# Updated McGee's On Food and Cooking



## phatch (Mar 29, 2002)

Saw this at Costco today for $21.99. Picked it up but haven't compared it to my older copy.

Phil


----------



## jellly (Jan 3, 2005)

I happened to catch McGee on a book tour for the recent edition. I still have the old one, but when he started talking about all of the new research and information in the new edition I decided that I will definitely need to buy it. It sounds like a great resource.


----------



## oenotainer (Apr 25, 2005)

This review was posted on Amazon.com:

Amazon.com
A classic tome of gastronomic science and lore, On Food and Cooking delivers an erudite discussion of table ingredients and their interactions with our bodies.

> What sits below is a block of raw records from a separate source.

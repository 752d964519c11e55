//! Camera topology
//!
//! Read-mostly graph of camera → zone membership, neighbor sets and directed travel-time
//! bounds. An edge `from → to` means a person can walk from `from` to `to`, which makes
//! `from` a neighbor of `to`.
//!
//! Camera and zone ids are case-insensitive; they are normalized (trimmed, lowercased) on
//! the way in and every lookup normalizes its argument the same way.
//!
//! The live topology is an immutable [`CameraTopology`] snapshot held by a
//! [`TopologyHandle`]. Readers clone the `Arc` and release the lock immediately; a reload
//! builds a fresh snapshot and swaps it in.

pub mod store;

pub use store::{ReloadSummary, TopologyStore};

use parking_lot::RwLock;
use serde::{Deserialize, Serialize};
use std::collections::{BTreeSet, HashMap};
use std::sync::Arc;
use tracing::warn;

/// Canonical form of a camera or zone id
pub fn normalize_id(raw: &str) -> String {
    raw.trim().to_lowercase()
}

/// Normalize an optional id, mapping blank to `None`
pub fn normalize_opt(raw: Option<&str>) -> Option<String> {
    raw.map(normalize_id).filter(|id| !id.is_empty())
}

/// Camera zone membership entry
#[derive(Debug, Clone, PartialEq, Serialize, Deserialize)]
pub struct CameraZone {
    pub id: String,
    pub zone: String,
}

/// Adjacency edge between two cameras
#[derive(Debug, Clone, PartialEq, Serialize, Deserialize)]
pub struct CameraEdge {
    pub from: String,
    pub to: String,
    /// Upper bound on plausible travel time along this edge
    #[serde(default)]
    pub travel_seconds: Option<f64>,
    /// Also add the reverse edge with the same bound
    #[serde(default)]
    pub bidirectional: bool,
}

/// Declarative topology, as written in a TOML seed file or read back from the store
///
/// ```toml
/// same_zone_is_neighbor = true
///
/// [[cameras]]
/// id = "lobby"
/// zone = "z1"
///
/// [[edges]]
/// from = "lobby"
/// to = "hall"
/// travel_seconds = 12.0
/// bidirectional = true
/// ```
#[derive(Debug, Clone, PartialEq, Serialize, Deserialize)]
#[serde(default)]
pub struct TopologyConfig {
    pub same_zone_is_neighbor: bool,
    pub cameras: Vec<CameraZone>,
    pub edges: Vec<CameraEdge>,
}

impl Default for TopologyConfig {
    fn default() -> Self {
        Self {
            same_zone_is_neighbor: true,
            cameras: Vec::new(),
            edges: Vec::new(),
        }
    }
}

/// Immutable topology snapshot
#[derive(Debug, Clone, Default)]
pub struct CameraTopology {
    camera_to_zone: HashMap<String, String>,
    /// Destination camera → cameras with an edge into it
    adjacency: HashMap<String, BTreeSet<String>>,
    travel_seconds: HashMap<(String, String), f64>,
    same_zone_is_neighbor: bool,
    edge_count: usize,
}

impl CameraTopology {
    /// Build a snapshot from a declarative config
    ///
    /// Blank ids are dropped. Edges that mention cameras with no zone are kept (the
    /// camera is treated as having an unknown zone) and logged.
    pub fn from_config(config: &TopologyConfig) -> Self {
        let mut topology = CameraTopology {
            same_zone_is_neighbor: config.same_zone_is_neighbor,
            ..Default::default()
        };

        for camera in &config.cameras {
            let id = normalize_id(&camera.id);
            let zone = normalize_id(&camera.zone);
            if id.is_empty() || zone.is_empty() {
                warn!(camera_id = %camera.id, zone_id = %camera.zone, "Ignoring camera with blank id or zone");
                continue;
            }
            topology.camera_to_zone.insert(id, zone);
        }

        for edge in &config.edges {
            let from = normalize_id(&edge.from);
            let to = normalize_id(&edge.to);
            if from.is_empty() || to.is_empty() || from == to {
                warn!(from = %edge.from, to = %edge.to, "Ignoring degenerate topology edge");
                continue;
            }
            for camera in [&from, &to] {
                if !topology.camera_to_zone.contains_key(camera) {
                    warn!(camera_id = %camera, "Topology edge references camera with no zone");
                }
            }

            topology.add_edge(&from, &to, edge.travel_seconds);
            if edge.bidirectional {
                topology.add_edge(&to, &from, edge.travel_seconds);
            }
        }

        topology
    }

    fn add_edge(&mut self, from: &str, to: &str, travel_seconds: Option<f64>) {
        let inserted = self
            .adjacency
            .entry(to.to_string())
            .or_default()
            .insert(from.to_string());
        if inserted {
            self.edge_count += 1;
        }

        match travel_seconds {
            Some(secs) if secs.is_finite() && secs >= 0.0 => {
                self.travel_seconds
                    .insert((from.to_string(), to.to_string()), secs);
            }
            Some(secs) => {
                warn!(from, to, travel_seconds = secs, "Ignoring invalid travel time bound");
            }
            None => {}
        }
    }

    /// Zone the camera belongs to, if known
    pub fn zone_of(&self, camera_id: &str) -> Option<&str> {
        self.camera_to_zone
            .get(&normalize_id(camera_id))
            .map(String::as_str)
    }

    /// Cameras a person could plausibly have come from before appearing on `camera_id`
    ///
    /// Sources of edges into `camera_id` plus, when `same_zone_is_neighbor` is set, every
    /// other camera in the same zone. Never contains `camera_id` itself.
    pub fn neighbors(&self, camera_id: &str) -> BTreeSet<String> {
        let camera = normalize_id(camera_id);
        let mut neighbors = self.adjacency.get(&camera).cloned().unwrap_or_default();

        if self.same_zone_is_neighbor {
            if let Some(zone) = self.camera_to_zone.get(&camera) {
                neighbors.extend(
                    self.camera_to_zone
                        .iter()
                        .filter(|(_, z)| *z == zone)
                        .map(|(c, _)| c.clone()),
                );
            }
        }

        neighbors.remove(&camera);
        neighbors
    }

    /// Travel-time bound of the directed edge `from → to`, if one is defined
    pub fn travel_seconds(&self, from: &str, to: &str) -> Option<f64> {
        self.travel_seconds
            .get(&(normalize_id(from), normalize_id(to)))
            .copied()
    }

    pub fn camera_count(&self) -> usize {
        self.camera_to_zone.len()
    }

    /// Number of directed edges
    pub fn edge_count(&self) -> usize {
        self.edge_count
    }

    pub fn same_zone_is_neighbor(&self) -> bool {
        self.same_zone_is_neighbor
    }
}

/// Shared handle to the live topology snapshot
#[derive(Clone, Default)]
pub struct TopologyHandle {
    current: Arc<RwLock<Arc<CameraTopology>>>,
}

impl TopologyHandle {
    pub fn new(topology: CameraTopology) -> Self {
        Self {
            current: Arc::new(RwLock::new(Arc::new(topology))),
        }
    }

    /// Current snapshot; stays valid (and unchanged) across later reloads
    pub fn snapshot(&self) -> Arc<CameraTopology> {
        self.current.read().clone()
    }

    /// Swap in a new snapshot, returning the previous one
    pub fn replace(&self, topology: CameraTopology) -> Arc<CameraTopology> {
        std::mem::replace(&mut *self.current.write(), Arc::new(topology))
    }
}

Following the historical, literary, scientific and practical treatment of foodstuffs from dairy to meat to vegetables, McGee explains the nature of digestion and hunger before tackling basic ingredient components, cooking methods and utensils. He explains what happens when food spoils, why eggs are so nutritious and how alcohol makes us drunk. As fascinating as it is comprehensive, this is as practical, interesting and necessary for the cook as for the scholar.--This text refers to the Paperback edition.

Where in the book does he discuss the 'nature of digestion and hunger'? I gave the book a once-over at a local bookstore, and I found no such discussion--is this perhaps something included only in the older edition? I thought it sounded interesting, and was disappointed to not find any indicaiton of the discussion in the contents of the new edition.


----------